Gary A. Vasquez-US PRESSWIRE

Andrew Bynum-Dwight Howard Deal No Longer Has Appeal


One is immature, the other indecisive. One is a seven-footer with a history of knee problems. The other is a big man with a bad back. The term damaged goods comes to mind when thinking of trading Andrew Bynum for Dwight Howard. Perhaps the more appropriate way to describe a Howard for Bynum swap would be lateral move.

At this point it doesn’t look like either the Lakers or Magic would improve their prospects by trading big men.

For the Lakers they would only inherit the headache of dealing with the game’s most two-faced superstar. So eager to save face in public is Howard that he spent more of the past season working his way in and out of lies than he did double-teams.

For the Magic they’d have to take on the game’s most promising yet problematic big man. Bynum’s ego is growing at rate that has the CDC on pandemic watch. His breakout season saw Drew in all his Baby Bynum glory.

Beyond the baggage that comes with these two dominant divas there is also a practical problem. Neither team would be greatly improved by the trade.

The Lakers weren’t a Dwight Howard away from contending. They need more depth, a perimeter shooter and another big to bang on the block in order to start thinking title. The Bynum for Howard approach would only change the rug while ignoring the leak in the roof.

Orlando has all kinds of problems that Bynum alone cannot salvage. Perhaps no franchise has sabotaged itself quite like Orlando. About all you need to know is the Hedo Turkoglu saga. Orlando refused to pay him even though Hedo was a huge part of their run to the Finals back in ’09. Eventually the Magic came to their senses and reacquired Hedo at his suddenly affordable rate.

There really isn’t a silver lining in this deal any longer. At this point the two teams would be trading for the sake of trading. Orlando can rid itself of selfish and unsure superstar while the Lakers can move on from babysitting the biggest kid in sports.

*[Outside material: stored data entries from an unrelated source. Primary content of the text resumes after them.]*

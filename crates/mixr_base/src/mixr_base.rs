//! MIXR Base - Object runtime and component engine
//!
//! This crate holds the reflective object model the rest of MIXR is built on:
//! per-class metadata with chained property tables, name-addressed slot
//! assignment, reference counting, and the component tree that is driven by
//! a time-critical and a background update pass.
//!
//! Classes are declared with the [`mixr_class`] attribute, which generates
//! their [`ClassMetadata`] and property table.

// The class attribute expands to `::mixr_base::...` paths.
extern crate self as mixr_base;

mod error;
mod factory;
mod message;
mod metadata;
mod object;
mod property_table;
mod referenced;
mod statistic;
mod value;

pub mod component;
pub mod config;
pub mod thread;

pub use component::{share, Component, ComponentBase, EventToken, Pair, Selection, SendData};
pub use error::*;
pub use factory::*;
pub use message::*;
pub use metadata::*;
pub use object::*;
pub use property_table::*;
pub use referenced::*;
pub use statistic::*;
pub use value::*;

pub use mixr_macros::mixr_class;
static COMPONENT_SLOTS: [SlotHandler<ComponentBase>; 9] = [
    SlotHandler::new(1, ValueKind::List, ComponentBase::slot_components),
    SlotHandler::new(1, ValueKind::Pair, ComponentBase::slot_components),
    SlotHandler::new(1, ValueKind::Component, ComponentBase::slot_components),
    SlotHandler::new(2, ValueKind::String, ComponentBase::slot_select),
    SlotHandler::new(2, ValueKind::Int, ComponentBase::slot_select),
    SlotHandler::new(3, ValueKind::Any, ComponentBase::slot_enable_message_type),
    SlotHandler::new(4, ValueKind::Any, ComponentBase::slot_disable_message_type),
    SlotHandler::new(5, ValueKind::Bool, ComponentBase::slot_enable_timing_stats),
    SlotHandler::new(6, ValueKind::Bool, ComponentBase::slot_print_timing_stats),
];
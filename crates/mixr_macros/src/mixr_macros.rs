//! MIXR Macros - Proc macros for reflective class declaration
//!
//! This crate provides the `#[mixr_class]` attribute macro, which generates
//! the per-class reflection boilerplate: the process-wide class metadata,
//! the property table chained to the base class, and the `Class` impl.

use proc_macro::TokenStream;
use quote::{format_ident, quote};
use syn::{
    parse::{Parse, ParseStream},
    parse_macro_input, Expr, ItemStruct, Lit, Meta, Path, Token,
};

/// Parsed attributes for the mixr_class macro
struct MixrClassAttrs {
    name: Option<String>,
    factory: Option<String>,
    base: Option<Path>,
    slots: Vec<String>,
}

impl Parse for MixrClassAttrs {
    fn parse(input: ParseStream) -> syn::Result<Self> {
        let mut attrs = MixrClassAttrs {
            name: None,
            factory: None,
            base: None,
            slots: Vec::new(),
        };

        while !input.is_empty() {
            let ident: syn::Ident = input.parse()?;
            input.parse::<Token![=]>()?;

            match ident.to_string().as_str() {
                "name" => {
                    let lit: Lit = input.parse()?;
                    if let Lit::Str(s) = lit {
                        attrs.name = Some(s.value());
                    }
                }
                "factory" => {
                    let lit: Lit = input.parse()?;
                    if let Lit::Str(s) = lit {
                        attrs.factory = Some(s.value());
                    }
                }
                "base" => {
                    attrs.base = Some(input.parse()?);
                }
                "slots" => {
                    let array: syn::ExprArray = input.parse()?;
                    for elem in array.elems {
                        match elem {
                            Expr::Lit(syn::ExprLit {
                                lit: Lit::Str(s), ..
                            }) => attrs.slots.push(s.value()),
                            other => {
                                return Err(syn::Error::new_spanned(
                                    other,
                                    "slot names must be string literals",
                                ));
                            }
                        }
                    }
                }
                _ => {
                    return Err(syn::Error::new(
                        ident.span(),
                        format!("unknown attribute: {}", ident),
                    ));
                }
            }

            if input.peek(Token![,]) {
                input.parse::<Token![,]>()?;
            }
        }

        Ok(attrs)
    }
}

/// Extract doc comments from attributes
fn extract_doc_comment(attrs: &[syn::Attribute]) -> Option<String> {
    let docs: Vec<String> = attrs
        .iter()
        .filter_map(|attr| {
            if attr.path().is_ident("doc") {
                if let Meta::NameValue(meta) = &attr.meta {
                    if let Expr::Lit(expr_lit) = &meta.value {
                        if let Lit::Str(s) = &expr_lit.lit {
                            return Some(s.value().trim().to_string());
                        }
                    }
                }
            }
            None
        })
        .collect();

    if docs.is_empty() {
        None
    } else {
        Some(docs.join("\n"))
    }
}

/// Attribute macro declaring a reflective MIXR class.
///
/// # Attributes
///
/// - `name` (optional): Class name (defaults to the struct name)
/// - `factory` (optional): Factory name used by configuration documents
///   (defaults to the class name)
/// - `base` (optional): Base class type; omitted only for the root class
/// - `slots` (optional): Locally declared slot names, in index order
///
/// # Example
///
/// ```ignore
/// /// Counts frames until a limit is reached.
/// #[mixr_class(factory = "Counter", base = ComponentBase, slots = ["limit", "step"])]
/// pub struct Counter {
///     base: ComponentBase,
///     limit: AtomicI64,
///     step: AtomicI64,
/// }
/// ```
///
/// This generates:
/// - The struct itself, unchanged
/// - A lazily initialized `ClassMetadata` whose property table is chained
///   to the base class's table
/// - `impl mixr_base::Class for Counter`
#[proc_macro_attribute]
pub fn mixr_class(attr: TokenStream, item: TokenStream) -> TokenStream {
    let attrs = parse_macro_input!(attr as MixrClassAttrs);
    let input = parse_macro_input!(item as ItemStruct);

    let ident = &input.ident;
    let class_name = attrs.name.unwrap_or_else(|| ident.to_string());
    let factory_name = attrs.factory.unwrap_or_else(|| class_name.clone());
    let slots = &attrs.slots;

    let static_name = format_ident!("__MIXR_CLASS_{}", ident.to_string().to_uppercase());

    let description_expr = match extract_doc_comment(&input.attrs) {
        Some(doc) => quote! { Some(#doc) },
        None => quote! { None },
    };

    // Root classes have no base table or base metadata
    let (base_table, base_meta) = match &attrs.base {
        Some(base) => (
            quote! { Some(<#base as ::mixr_base::Class>::class_metadata().property_table()) },
            quote! { Some(<#base as ::mixr_base::Class>::class_metadata()) },
        ),
        None => (quote! { None }, quote! { None }),
    };

    let output = quote! {
        #input

        #[doc(hidden)]
        static #static_name: ::std::sync::LazyLock<::mixr_base::ClassMetadata> =
            ::std::sync::LazyLock::new(|| {
                ::mixr_base::ClassMetadata::new(
                    #class_name,
                    #factory_name,
                    ::mixr_base::PropertyTable::new(&[#(#slots),*], #base_table),
                    #base_meta,
                )
                .with_description(#description_expr)
            });

        impl ::mixr_base::Class for #ident {
            fn class_metadata() -> &'static ::mixr_base::ClassMetadata {
                &#static_name
            }
        }
    };

    output.into()
}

Going forward both franchises would still be in the same boat if they swapped bigs. The Lakers would have to convince Howard that signing a long-term deal is in his best interests while Orlando would have to show Bynum the money after only one season.

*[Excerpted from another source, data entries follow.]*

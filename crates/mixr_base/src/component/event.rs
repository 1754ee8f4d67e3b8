//! Event tokens and per-class event handler tables

use crate::value::{Value, ValueKind};

/// Integer identifying a semantic event.
pub type EventToken = u32;

/// Tokens up to and including this value are key events. Unhandled key
/// events are forwarded to the container instead of being dropped.
pub const MAX_KEY_EVENT: EventToken = 511;

/// Reset to the initial configured state
pub const RESET_EVENT: EventToken = 512;
/// Toggle freeze (no argument) or set it (boolean argument)
pub const FREEZE_EVENT: EventToken = 513;
/// Select a child by name (string) or 1-based index (integer)
pub const SELECT: EventToken = 514;
/// Terminal shutdown request
pub const SHUTDOWN_EVENT: EventToken = 515;
/// Conventional token for `send()` value updates
pub const UPDATE_VALUE: EventToken = 520;
/// First token available for user-defined events
pub const USER_EVENTS: EventToken = 1000;

pub fn is_key_event(token: EventToken) -> bool {
    token <= MAX_KEY_EVENT
}

/// One locally declared event handler.
pub struct EventHandler<T> {
    pub token: EventToken,
    /// Required argument kind; `None` accepts any argument or none
    pub kind: Option<ValueKind>,
    pub handler: fn(&T, Option<&Value>) -> bool,
}

impl<T> EventHandler<T> {
    pub const fn new(token: EventToken, handler: fn(&T, Option<&Value>) -> bool) -> Self {
        Self {
            token,
            kind: None,
            handler,
        }
    }

    pub const fn with_arg(
        token: EventToken,
        kind: ValueKind,
        handler: fn(&T, Option<&Value>) -> bool,
    ) -> Self {
        Self {
            token,
            kind: Some(kind),
            handler,
        }
    }

    fn accepts(&self, token: EventToken, arg: Option<&Value>) -> bool {
        self.token == token
            && match self.kind {
                None => true,
                Some(kind) => arg.is_some_and(|value| kind.matches(value)),
            }
    }
}

/// Try each handler matching `token` and the argument's kind, in declaration
/// order, until one consumes the event.
pub fn dispatch_event<T>(
    handlers: &[EventHandler<T>],
    this: &T,
    token: EventToken,
    arg: Option<&Value>,
) -> bool {
    handlers
        .iter()
        .filter(|h| h.accepts(token, arg))
        .any(|h| (h.handler)(this, arg))
}

#[cfg(test)]
mod tests {
    use super::*;
    use std::sync::atomic::{AtomicI64, Ordering};

    struct Dial {
        value: AtomicI64,
    }

    impl Dial {
        fn on_number(&self, arg: Option<&Value>) -> bool {
            arg.and_then(Value::as_i64)
                .map(|v| self.value.store(v, Ordering::SeqCst))
                .is_some()
        }

        fn on_text(&self, arg: Option<&Value>) -> bool {
            let len = arg.and_then(Value::as_str).map_or(0, str::len);
            self.value.store(-(len as i64), Ordering::SeqCst);
            true
        }

        fn on_zero(&self, _arg: Option<&Value>) -> bool {
            self.value.store(0, Ordering::SeqCst);
            true
        }
    }

    static DIAL_EVENTS: [EventHandler<Dial>; 3] = [
        EventHandler::with_arg(USER_EVENTS, ValueKind::Int, Dial::on_number),
        EventHandler::with_arg(USER_EVENTS, ValueKind::String, Dial::on_text),
        EventHandler::new(USER_EVENTS + 1, Dial::on_zero),
    ];

    #[test]
    fn test_key_range() {
        assert!(is_key_event(b'a' as EventToken));
        assert!(is_key_event(MAX_KEY_EVENT));
        assert!(!is_key_event(RESET_EVENT));
        assert!(!is_key_event(USER_EVENTS));
    }

    #[test]
    fn test_dispatch_by_argument_kind() {
        let dial = Dial {
            value: AtomicI64::new(7),
        };
        assert!(dispatch_event(&DIAL_EVENTS, &dial, USER_EVENTS, Some(&Value::Int(3))));
        assert_eq!(dial.value.load(Ordering::SeqCst), 3);

        assert!(dispatch_event(&DIAL_EVENTS, &dial, USER_EVENTS, Some(&Value::from("abcd"))));
        assert_eq!(dial.value.load(Ordering::SeqCst), -4);

        assert!(!dispatch_event(&DIAL_EVENTS, &dial, USER_EVENTS, Some(&Value::Bool(true))));
        assert!(!dispatch_event(&DIAL_EVENTS, &dial, USER_EVENTS, None));
        assert_eq!(dial.value.load(Ordering::SeqCst), -4);
    }

    #[test]
    fn test_untyped_handler_accepts_any_argument() {
        let dial = Dial {
            value: AtomicI64::new(7),
        };
        assert!(dispatch_event(&DIAL_EVENTS, &dial, USER_EVENTS + 1, Some(&Value::Bool(true))));
        assert_eq!(dial.value.load(Ordering::SeqCst), 0);
        assert!(!dispatch_event(&DIAL_EVENTS, &dial, USER_EVENTS + 2, None));
    }
}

Now you could argue the addition by subtraction adage for both teams. Even then it’s still a lateral move. There is nothing to be gained by a deal that was once attractive. Like every other aspect of life, in NBA trades timing is everything .The time has come and gone to make this move so it could just be time to cut the losses and move on. Andrew Bynum will still be a Laker and Dwight Howard will still be…well…he’ll still be unsure of what he wants.

Tags: Andrew Bynum Dwight Howard Hedo Turkoglu

  • AlexSmith

    I am pleased to see the written reveal that the Dwight/Bynum trade is not a path to greater results.
    But I am also surprised that you mentioned the fall-out from Byrun’s ego and no mention of the greater fall-out caused by Kobe’s. Dwight included, there are a lot of players that shy away from the Lakers due to Kobe’s ego. For that and more, I don’t think Dwight would sign long term with the Lakers.

    • Chris Shellcroft

      People might not like Kobe but if you like winning you’ll have to make some exceptions. If you want to have fun then feel free to take a massive pay cut to be one of LeBron’s buddies. So far none of those guys has a ring but they enjoy their Friday nights with him I’m sure. Meanwhile KB24 has helped plenty of players get sized for the kind of jewelry you can’t buy.

  • GoJoeBruinUCLA

     @AlexSmith I think Kobe’s ego is somewhat irrelevant here. I would say most of the fallout is a direct result of Bynum’s ego. 
     
    Dwight would sign long-term, if Pau Gasol’s out of the picture. And the way Kobe/Pau were attacking one another, that wouldn’t shock me.